A partial correlation was performed across the 40 paintings to assess whether spectral slope played a role in orientation judgements independently of “meaningful” judgements. The correlation was 0.157 (ns), so across the full image set, orientation judgements were dominated by recognition of meaningful content. The seven paintings in which no participant reported any meaningful content at all had a mean spectral slope of −1.26, and a mean percentage of correct orientation judgements of 23.02% (range 0–55.6%). In these purely abstract paintings the correlation between percentage correct and spectral slope was 0.64 (r2 = 0.41), so there is a hint that purely abstract images with the shallowest spectral slope are easiest to judge, though the sample size is very small. One painting in this abstract set, Jackson Pollock's One, was judged correctly in 55.6% of responses and has a spectral slope of −0.768.
There are other intriguing variations between individual paintings. The three paintings in Figure 1 are particularly interesting. In the case of Kasimir Malevich's Suprematist Composition, 72% of responses selected an incorrect orientation rotated 90 deg anticlockwise from the correct orientation, and none of the 18 observers selected the correct orientation. No observer discerned any meaningful content in this painting, which has a very steep spectral slope of −1.56. All observers also agreed that Piet Mondrian's Composition contained no meaningful content, and only 5.6% of them selected the correct orientation (the other three orientations were chosen equally often by observers). The painting's spectral slope is −1.58. Only one participant saw anything meaningful in Joan Miro's The Birth of the World, yet over half of the participants in Experiment 1 selected the correct orientation. The painting's spectral slope is −1.38.
A limitation of the present study was that there was no systematic attempt to assess the degree to which participants were familiar with any of the artworks, though participants did not report any familiarity during informal debriefing. For example, Pollock's One (see Figure 1) is famous and should therefore arguably be quite familiar to some participants. However, given the abstract nature of the work, it seems unlikely that untrained participants would have retained such detail in memory that they were able to judge its orientation correctly.

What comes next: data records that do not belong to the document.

use chrono::{DateTime, Utc};
use serde::{Deserialize, Serialize};
use serde_json::Value;
use sqlx::{FromRow, SqlitePool, types::Json};
use ts_rs::TS;

const USER_COLUMNS: &str = "id, name, fullname, email_addr, passwd_hash, api_key, admin, ckan_api, info, created_at";

#[derive(Debug, Clone, FromRow, Serialize, Deserialize, TS)]
pub struct User {
    pub id: i64,
    pub name: String,
    pub fullname: String,
    pub email_addr: String,
    #[serde(skip_serializing)]
    #[ts(skip)]
    pub passwd_hash: Option<String>, // None for accounts created through a third-party sign-in
    pub api_key: String,
    pub admin: bool,
    pub ckan_api: Option<String>,
    #[sqlx(json)]
    #[ts(type = "Record<string, unknown>")]
    pub info: Value,
    pub created_at: DateTime<Utc>,
}

/// What other people get to see about a user.
#[derive(Debug, Clone, Serialize, TS)]
pub struct PublicUser {
    pub id: i64,
    pub name: String,
    pub fullname: String,
    pub created_at: DateTime<Utc>,
}

impl From<&User> for PublicUser {
    fn from(user: &User) -> Self {
        Self {
            id: user.id,
            name: user.name.clone(),
            fullname: user.fullname.clone(),
            created_at: user.created_at,
        }
    }
}

#[derive(Debug, Clone, FromRow, Serialize, TS)]
pub struct UserTaskRunCount {
    pub id: i64,
    pub name: String,
    pub fullname: String,
    pub n_task_runs: i64,
}

#[derive(Debug, Clone, Deserialize, TS)]
pub struct CreateUser {
    pub name: String,
    pub fullname: String,
    pub email_addr: String,
    pub passwd_hash: Option<String>,
    #[serde(default)]
    #[ts(type = "Record<string, unknown> | null")]
    pub info: Option<Value>,
}

#[derive(Debug, Clone, Deserialize, TS)]
pub struct UpdateProfile {
    pub name: String,
    pub fullname: String,
    pub email_addr: String,
}

impl User {
    pub async fn find_by_id(pool: &SqlitePool, id: i64) -> Result<Option<Self>, sqlx::Error> {
        sqlx::query_as::<_, User>(&format!("SELECT {USER_COLUMNS} FROM users WHERE id = ?"))
            .bind(id)
            .fetch_optional(pool)
            .await
    }

    pub async fn find_by_name(pool: &SqlitePool, name: &str) -> Result<Option<Self>, sqlx::Error> {
        sqlx::query_as::<_, User>(&format!("SELECT {USER_COLUMNS} FROM users WHERE name = ?"))
            .bind(name)
            .fetch_optional(pool)
            .await
    }

    pub async fn find_by_email(
        pool: &SqlitePool,
        email_addr: &str,
    ) -> Result<Option<Self>, sqlx::Error> {
        sqlx::query_as::<_, User>(&format!(
            "SELECT {USER_COLUMNS} FROM users WHERE email_addr = ?"
        ))
        .bind(email_addr)
        .fetch_optional(pool)
        .await
    }

    pub async fn find_by_api_key(
        pool: &SqlitePool,
        api_key: &str,
    ) -> Result<Option<Self>, sqlx::Error> {
        sqlx::query_as::<_, User>(&format!("SELECT {USER_COLUMNS} FROM users WHERE api_key = ?"))
            .bind(api_key)
            .fetch_optional(pool)
            .await
    }

    pub async fn list(pool: &SqlitePool, limit: i64, offset: i64) -> Result<Vec<Self>, sqlx::Error> {
        sqlx::query_as::<_, User>(&format!(
            "SELECT {USER_COLUMNS} FROM users ORDER BY id ASC LIMIT ? OFFSET ?"
        ))
        .bind(limit)
        .bind(offset)
        .fetch_all(pool)
        .await
    }

    pub async fn count(pool: &SqlitePool) -> Result<i64, sqlx::Error> {
        sqlx::query_scalar("SELECT COUNT(*) FROM users")
            .fetch_one(pool)
            .await
    }

    /// Inserts a user with a fresh API key. The very first account becomes admin.
    pub async fn create(pool: &SqlitePool, data: &CreateUser) -> Result<Self, sqlx::Error> {
        let info = data.info.clone().unwrap_or_else(|| serde_json::json!({}));
        sqlx::query_as::<_, User>(&format!(
            "INSERT INTO users (name, fullname, email_addr, passwd_hash, api_key, admin, info)
             VALUES (?, ?, ?, ?, ?, (SELECT COUNT(*) = 0 FROM users), ?)
             RETURNING {USER_COLUMNS}"
        ))
        .bind(&data.name)
        .bind(&data.fullname)
        .bind(&data.email_addr)
        .bind(&data.passwd_hash)
        .bind(utils::new_api_key())
        .bind(Json(&info))
        .fetch_one(pool)
        .await
    }

    pub async fn update_profile(
        pool: &SqlitePool,
        id: i64,
        data: &UpdateProfile,
    ) -> Result<Self, sqlx::Error> {
        sqlx::query_as::<_, User>(&format!(
            "UPDATE users SET name = ?, fullname = ?, email_addr = ? WHERE id = ?
             RETURNING {USER_COLUMNS}"
        ))
        .bind(&data.name)
        .bind(&data.fullname)
        .bind(&data.email_addr)
        .bind(id)
        .fetch_one(pool)
        .await
    }

    pub async fn update_password(
        pool: &SqlitePool,
        id: i64,
        passwd_hash: &str,
    ) -> Result<(), sqlx::Error> {
        sqlx::query("UPDATE users SET passwd_hash = ? WHERE id = ?")
            .bind(passwd_hash)
            .bind(id)
            .execute(pool)
            .await?;
        Ok(())
    }

    pub async fn update_ckan_api(
        pool: &SqlitePool,
        id: i64,
        ckan_api: Option<&str>,
    ) -> Result<(), sqlx::Error> {
        sqlx::query("UPDATE users SET ckan_api = ? WHERE id = ?")
            .bind(ckan_api)
            .bind(id)
            .execute(pool)
            .await?;
        Ok(())
    }

    pub async fn reset_api_key(pool: &SqlitePool, id: i64) -> Result<String, sqlx::Error> {
        let api_key = utils::new_api_key();
        sqlx::query("UPDATE users SET api_key = ? WHERE id = ?")
            .bind(&api_key)
            .bind(id)
            .execute(pool)
            .await?;
        Ok(api_key)
    }

    pub async fn set_admin(pool: &SqlitePool, id: i64, admin: bool) -> Result<(), sqlx::Error> {
        sqlx::query("UPDATE users SET admin = ? WHERE id = ?")
            .bind(admin)
            .bind(id)
            .execute(pool)
            .await?;
        Ok(())
    }

    /// Users ordered by the number of task runs they submitted.
    pub async fn leaderboard(
        pool: &SqlitePool,
        limit: i64,
    ) -> Result<Vec<UserTaskRunCount>, sqlx::Error> {
        sqlx::query_as::<_, UserTaskRunCount>(
            "SELECT u.id, u.name, u.fullname, COUNT(r.id) AS n_task_runs
               FROM users u
               LEFT JOIN task_runs r ON r.user_id = u.id
              GROUP BY u.id
              ORDER BY n_task_runs DESC, u.id ASC
              LIMIT ?",
        )
        .bind(limit)
        .fetch_all(pool)
        .await
    }

    /// Top contributors of a single project.
    pub async fn top_contributors(
        pool: &SqlitePool,
        project_id: i64,
        limit: i64,
    ) -> Result<Vec<UserTaskRunCount>, sqlx::Error> {
        sqlx::query_as::<_, UserTaskRunCount>(
            "SELECT u.id, u.name, u.fullname, COUNT(r.id) AS n_task_runs
               FROM users u
               JOIN task_runs r ON r.user_id = u.id
              WHERE r.project_id = ?
              GROUP BY u.id
              ORDER BY n_task_runs DESC, u.id ASC
              LIMIT ?",
        )
        .bind(project_id)
        .bind(limit)
        .fetch_all(pool)
        .await
    }

    pub fn info_str(&self, key: &str) -> Option<&str> {
        self.info.get(key).and_then(Value::as_str)
    }
}

#[cfg(test)]
mod tests {
    use super::*;
    use crate::{DBService, models::test_support};

    #[tokio::test]
    async fn first_user_is_admin() {
        let db = DBService::new_in_memory().await.unwrap();
        let first = test_support::user(&db.pool, "johndoe").await;
        let second = test_support::user(&db.pool, "tester").await;
        assert!(first.admin);
        assert!(!second.admin);
        assert_ne!(first.api_key, second.api_key);
        assert_eq!(User::count(&db.pool).await.unwrap(), 2);
    }

    #[tokio::test]
    async fn lookups() {
        let db = DBService::new_in_memory().await.unwrap();
        let user = test_support::user(&db.pool, "johndoe").await;
        let by_email = User::find_by_email(&db.pool, "johndoe@example.com")
            .await
            .unwrap()
            .unwrap();
        assert_eq!(by_email.id, user.id);
        let by_key = User::find_by_api_key(&db.pool, &user.api_key)
            .await
            .unwrap()
            .unwrap();
        assert_eq!(by_key.name, "johndoe");
        assert!(User::find_by_name(&db.pool, "nobody").await.unwrap().is_none());
    }

    #[tokio::test]
    async fn duplicate_email_is_rejected() {
        let db = DBService::new_in_memory().await.unwrap();
        test_support::user(&db.pool, "johndoe").await;
        let err = User::create(
            &db.pool,
            &CreateUser {
                name: "other".into(),
                fullname: "Other".into(),
                email_addr: "johndoe@example.com".into(),
                passwd_hash: None,
                info: None,
            },
        )
        .await;
        assert!(err.is_err());
    }

    #[tokio::test]
    async fn reset_api_key_changes_it() {
        let db = DBService::new_in_memory().await.unwrap();
        let user = test_support::user(&db.pool, "johndoe").await;
        let key = User::reset_api_key(&db.pool, user.id).await.unwrap();
        assert_ne!(key, user.api_key);
        let reloaded = User::find_by_id(&db.pool, user.id).await.unwrap().unwrap();
        assert_eq!(reloaded.api_key, key);
    }

    #[test]
    fn password_hash_is_never_serialized() {
        let user = User {
            id: 1,
            name: "johndoe".into(),
            fullname: "John Doe".into(),
            email_addr: "johndoe@example.com".into(),
            passwd_hash: Some("secret".into()),
            api_key: "key".into(),
            admin: false,
            ckan_api: None,
            info: serde_json::json!({}),
            created_at: Utc::now(),
        };
        let json = serde_json::to_value(&user).unwrap();
        assert!(json.get("passwd_hash").is_none());
    }
}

In agreement with anecdotal reports from galleries, the judgements of nonexpert viewers accord with the intended orientation for abstract or semiabstract art at levels well above chance. However, performance is far from perfect, consistent with results in previous studies. The most important new result is that orientation judgements are mediated at least in part by some appreciation of meaningful content in the image. However, in a minority of paintings, a consistent orientation effect was obtained, even when no meaningful content was apparent. The origin of these orientation judgements remains to be identified conclusively, but image spectral slope may play a role.
I am grateful to Heather Dowling and Kirsten Challinor for assistance with stimulus preparation and data collection. I am also grateful to the editor for suggesting the second experiment.